WORK ORDER
The lines below starting at the line containing "use clap::Parser;" and ending at the line containing "use motion_actions::recognition::CentroidIndex;" are to be repeated exactly, with both ends kept and nothing else added.

━━━━━ RECORDS FOR THE EXERCISE ━━━━━

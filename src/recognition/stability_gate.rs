// src/recognition/stability_gate.rs
//
// Debounce + cooldown over the per-frame label stream.
//
//   Idle ──label──▶ Accumulating ──confirm_frames hits──▶ Confirmed ──cooldown ok──▶ fire
//     ▲                  │                                                          │
//     └──── other label resets streak to 1 ◀──────────── count reset to 0 ◀────────┘
//
// A fire resets the streak to zero, so a held pose must be re-confirmed
// before it can fire again even after the cooldown elapsed.

#[derive(Debug, Clone)]
pub struct GateConfig {
    /// Consecutive identical labels needed before firing
    pub confirm_frames: u32,
    /// Minimum seconds between two fires
    pub cooldown_secs: f64,
}

impl Default for GateConfig {
    fn default() -> Self {
        Self {
            confirm_frames: 4,
            cooldown_secs: 1.0,
        }
    }
}

#[derive(Debug, Clone, Copy, PartialEq, Eq)]
pub enum GateState {
    Idle,
    Accumulating,
    Confirmed,
}

/// A label the gate decided to emit.
#[derive(Debug, Clone, PartialEq)]
pub struct GateFire {
    pub label: String,
    pub score: f32,
}

pub struct StabilityGate {
    config: GateConfig,
    candidate: Option<String>,
    consecutive: u32,
    last_fire: Option<f64>,
}

impl StabilityGate {
    pub fn new(config: GateConfig) -> Self {
        Self {
            config,
            candidate: None,
            consecutive: 0,
            last_fire: None,
        }
    }

    /// Feed one frame's label. Returns the label to fire, if any.
    ///
    /// `detect_enabled` is the external arm switch; the streak keeps
    /// counting while disarmed but nothing fires.
    pub fn update(
        &mut self,
        label: Option<&str>,
        score: f32,
        now: f64,
        detect_enabled: bool,
    ) -> Option<GateFire> {
        if label == self.candidate.as_deref() {
            self.consecutive = self.consecutive.saturating_add(1);
        } else {
            self.candidate = label.map(str::to_string);
            self.consecutive = if label.is_some() { 1 } else { 0 };
        }

        if !detect_enabled || self.state() != GateState::Confirmed || !self.cooldown_elapsed(now)
        {
            return None;
        }

        let label = self.candidate.clone()?;
        self.last_fire = Some(now);
        self.consecutive = 0;
        Some(GateFire { label, score })
    }

    pub fn state(&self) -> GateState {
        match self.candidate {
            None => GateState::Idle,
            Some(_) if self.consecutive == 0 => GateState::Idle,
            Some(_) if self.consecutive >= self.config.confirm_frames => GateState::Confirmed,
            Some(_) => GateState::Accumulating,
        }
    }

    pub fn candidate(&self) -> Option<&str> {
        self.candidate.as_deref()
    }

    pub fn consecutive_count(&self) -> u32 {
        self.consecutive
    }

    pub fn last_fire(&self) -> Option<f64> {
        self.last_fire
    }

    /// Seconds until the next fire is allowed (0 when ready).
    pub fn cooldown_left(&self, now: f64) -> f64 {
        match self.last_fire {
            Some(t) => (self.config.cooldown_secs - (now - t)).max(0.0),
            None => 0.0,
        }
    }

    fn cooldown_elapsed(&self, now: f64) -> bool {
        match self.last_fire {
            Some(t) => now - t >= self.config.cooldown_secs,
            None => true,
        }
    }
}
// src/lib.rs

pub mod cli;
pub mod config;
pub mod motion;
pub mod pipeline;
pub mod profiles;
pub mod recognition;
pub mod replay;
pub mod store;
pub mod training;
pub mod types;
pub mod vision_client;

pub use pipeline::{FrameInput, FrameLoop, SharedRuntime};
pub use recognition::{CentroidIndex, Recognizer, StabilityGate};
pub use store::SampleStore;
pub use types::{ClassificationOutcome, Config, FeatureVector, FireEvent};
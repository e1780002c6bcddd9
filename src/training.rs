// src/training.rs
//
// Supervised sample capture. Frames stream in while the user holds a pose;
// every `history_len` frames the newest vector is written as one sample,
// which spreads the captures over time instead of storing near-duplicates.

use crate::store::SampleStore;
use crate::types::FeatureVector;
use anyhow::Result;
use std::collections::VecDeque;
use tracing::info;

#[derive(Debug, Clone, Copy, PartialEq, Eq)]
pub enum TrainingProgress {
    /// Frame buffered, nothing written
    Buffering,
    /// A sample was written
    Captured { collected: usize, target: usize },
    /// Target already reached; the frame was ignored
    Complete,
}

pub struct TrainingSession {
    context: String,
    label: String,
    target: usize,
    history: VecDeque<FeatureVector>,
    history_len: usize,
    collected: usize,
}

impl TrainingSession {
    pub fn new(
        context: impl Into<String>,
        label: impl Into<String>,
        target: usize,
        history_len: usize,
    ) -> Self {
        let history_len = history_len.max(1);
        let session = Self {
            context: context.into(),
            label: label.into(),
            target,
            history: VecDeque::with_capacity(history_len),
            history_len,
            collected: 0,
        };
        info!(
            "Training mode: context={} label={} samples={}",
            session.context, session.label, session.target
        );
        session
    }

    /// Feed one frame. Storage errors are returned and leave the history intact.
    pub fn push(
        &mut self,
        store: &SampleStore,
        features: &[f32],
        image_ref: &str,
        landmarks: Option<&[Vec<f32>]>,
    ) -> Result<TrainingProgress> {
        if self.is_complete() {
            return Ok(TrainingProgress::Complete);
        }

        if self.history.len() == self.history_len {
            self.history.pop_front();
        }
        self.history.push_back(features.to_vec());
        if self.history.len() < self.history_len {
            return Ok(TrainingProgress::Buffering);
        }

        store.add_sample(&self.context, &self.label, features, image_ref, landmarks)?;
        self.collected += 1;
        self.history.clear();
        info!("Captured sample {}/{}", self.collected, self.target);

        if self.is_complete() {
            info!("✓ Done collecting samples for {}/{}", self.context, self.label);
        }
        Ok(TrainingProgress::Captured {
            collected: self.collected,
            target: self.target,
        })
    }

    pub fn is_complete(&self) -> bool {
        self.collected >= self.target
    }

    pub fn collected(&self) -> usize {
        self.collected
    }

    pub fn target(&self) -> usize {
        self.target
    }
}
// src/main.rs

use anyhow::{bail, Result};
use clap::Parser;
use motion_actions::cli::{Cli, Commands};
use motion_actions::pipeline::{
    provider_from_config, ContextWatcher, EscalationDispatcher, FrameLoop, SharedRuntime,
};
use motion_actions::profiles::{EffectSink, LoggingEffectSink, ProfileStore};
use motion_actions::recognition::CentroidIndex;
use motion_actions::replay::{find_frame_files, FrameReplay};
use motion_actions::store::SampleStore;
use motion_actions::training::TrainingSession;
use motion_actions::types::Config;
use motion_actions::vision_client::{FallbackClassifier, VisionModelClient};
use std::path::{Path, PathBuf};
use std::sync::Arc;
use std::time::Duration;
use tokio::sync::watch;
use tracing::{info, warn};
use tracing_subscriber::EnvFilter;

#[tokio::main]
async fn main() -> Result<()> {
    let cli = Cli::parse();
    let config = Config::load_or_default(&cli.config)?;

    let filter = EnvFilter::try_from_default_env()
        .unwrap_or_else(|_| EnvFilter::new(format!("motion_actions={}", config.logging.level)));
    tracing_subscriber::fmt().with_env_filter(filter).init();

    info!("🕺 Motion action recognizer starting");
    info!("✓ Configuration loaded from {}", cli.config.display());

    match cli.command {
        Commands::Run {
            frames,
            context,
            no_detect,
        } => run(config, frames, context, no_detect).await,
        Commands::Train {
            context,
            label,
            samples,
            frames,
        } => train(&config, &context, &label, samples, frames.as_deref()),
        Commands::Contexts => {
            list_contexts(&config);
            Ok(())
        }
    }
}

fn open_store(config: &Config) -> Arc<SampleStore> {
    Arc::new(SampleStore::new(
        &config.storage.data_dir,
        config.storage.feature_dim,
    ))
}

fn frame_sources(frames: Option<&Path>) -> Result<Vec<FrameReplay>> {
    match frames {
        Some(path) => find_frame_files(path)?
            .iter()
            .map(|p| FrameReplay::open(p))
            .collect(),
        None => Ok(vec![FrameReplay::stdin()]),
    }
}

async fn run(
    mut config: Config,
    frames: Option<PathBuf>,
    context: Option<String>,
    no_detect: bool,
) -> Result<()> {
    if context.is_some() {
        config.context.fixed_context = context;
    }

    let store = open_store(&config);
    info!(
        "Sample store at {} (feature dim {})",
        store.base().display(),
        store.feature_dim()
    );
    store.log_inventory();
    let index = Arc::new(CentroidIndex::new(store));
    let profiles = Arc::new(ProfileStore::new(&config.storage.profiles_dir));
    let runtime = SharedRuntime::new(config.recognition.detect_enabled && !no_detect);

    info!(
        "Recognition: threshold={:.2}, confirm_frames={}, cooldown={:.1}s",
        config.recognition.offline_threshold,
        config.recognition.confirm_frames,
        config.recognition.cooldown_secs
    );

    let client = VisionModelClient::from_config(&config.escalation, config.escalation_api_key())?
        .map(|c| Arc::new(c) as Arc<dyn FallbackClassifier>);
    let dispatcher = EscalationDispatcher::new(client, runtime.clone());

    let Some(provider) = provider_from_config(&config.context) else {
        bail!("No context source: set context.fixed_context, context.context_file or pass --context");
    };
    let (context_tx, context_rx) = watch::channel(None);
    let mut watcher = ContextWatcher::new(
        provider,
        Arc::clone(&index),
        runtime.clone(),
        Duration::from_millis(config.context.poll_interval_ms),
    )
    .with_profiles(Arc::clone(&profiles));
    watcher.poll_once(&context_tx);
    let watcher_handle = watcher.spawn(context_tx);

    let mut frame_loop = FrameLoop::new(
        index,
        config.recognition.clone(),
        config.escalation.clone(),
        context_rx,
        dispatcher,
        runtime.clone(),
    );
    let mut sink = LoggingEffectSink::new();

    info!("Starting main detection loop...");
    for replay in frame_sources(frames.as_deref())? {
        for frame in replay {
            let outcome = frame_loop.process(frame.input);
            if let Some(event) = outcome.fired {
                let mapping = profiles.mapping_for(&event.context, &event.label);
                sink.execute(&event, mapping.as_ref());
            }
            tokio::task::yield_now().await;
        }
    }

    drop(frame_loop);
    watcher_handle.abort();

    let summary = runtime.summary();
    info!("\n✓ Replay finished");
    info!("  Frames processed: {} ({:.1} fps)", summary.total_frames, summary.fps);
    info!("  Actions fired: {}", summary.fires);
    info!("  Effects executed: {}", sink.executed());
    if summary.escalations > 0 {
        info!(
            "  🔍 Escalations: {} ({} failed)",
            summary.escalations, summary.escalation_failures
        );
    }
    Ok(())
}

fn train(
    config: &Config,
    context: &str,
    label: &str,
    samples: usize,
    frames: Option<&Path>,
) -> Result<()> {
    let store = open_store(config);
    let mut session = TrainingSession::new(context, label, samples, config.training.history_len);

    'sources: for replay in frame_sources(frames)? {
        for frame in replay {
            session.push(
                &store,
                &frame.input.features,
                &frame.image_ref,
                frame.landmarks.as_deref(),
            )?;
            if session.is_complete() {
                break 'sources;
            }
        }
    }

    if !session.is_complete() {
        warn!(
            "Frame stream ended after {}/{} samples",
            session.collected(),
            session.target()
        );
    }
    Ok(())
}

fn list_contexts(config: &Config) {
    let store = open_store(config);
    for context in store.contexts() {
        let labels: Vec<String> = store.labels_for_context(&context).into_iter().collect();
        info!("{}: {}", context, labels.join(", "));
    }
    let profiles = ProfileStore::new(&config.storage.profiles_dir);
    info!(
        "Profiles in {}: {}",
        profiles.base().display(),
        profiles.list_profiles().join(", ")
    );
}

━━━━━

SOLUTION FOR THIS EXERCISE
use clap::Parser;
use motion_actions::cli::{Cli, Commands};
use motion_actions::pipeline::{
    provider_from_config, ContextWatcher, EscalationDispatcher, FrameLoop, SharedRuntime,
};
use motion_actions::profiles::{EffectSink, LoggingEffectSink, ProfileStore};
use motion_actions::recognition::CentroidIndex;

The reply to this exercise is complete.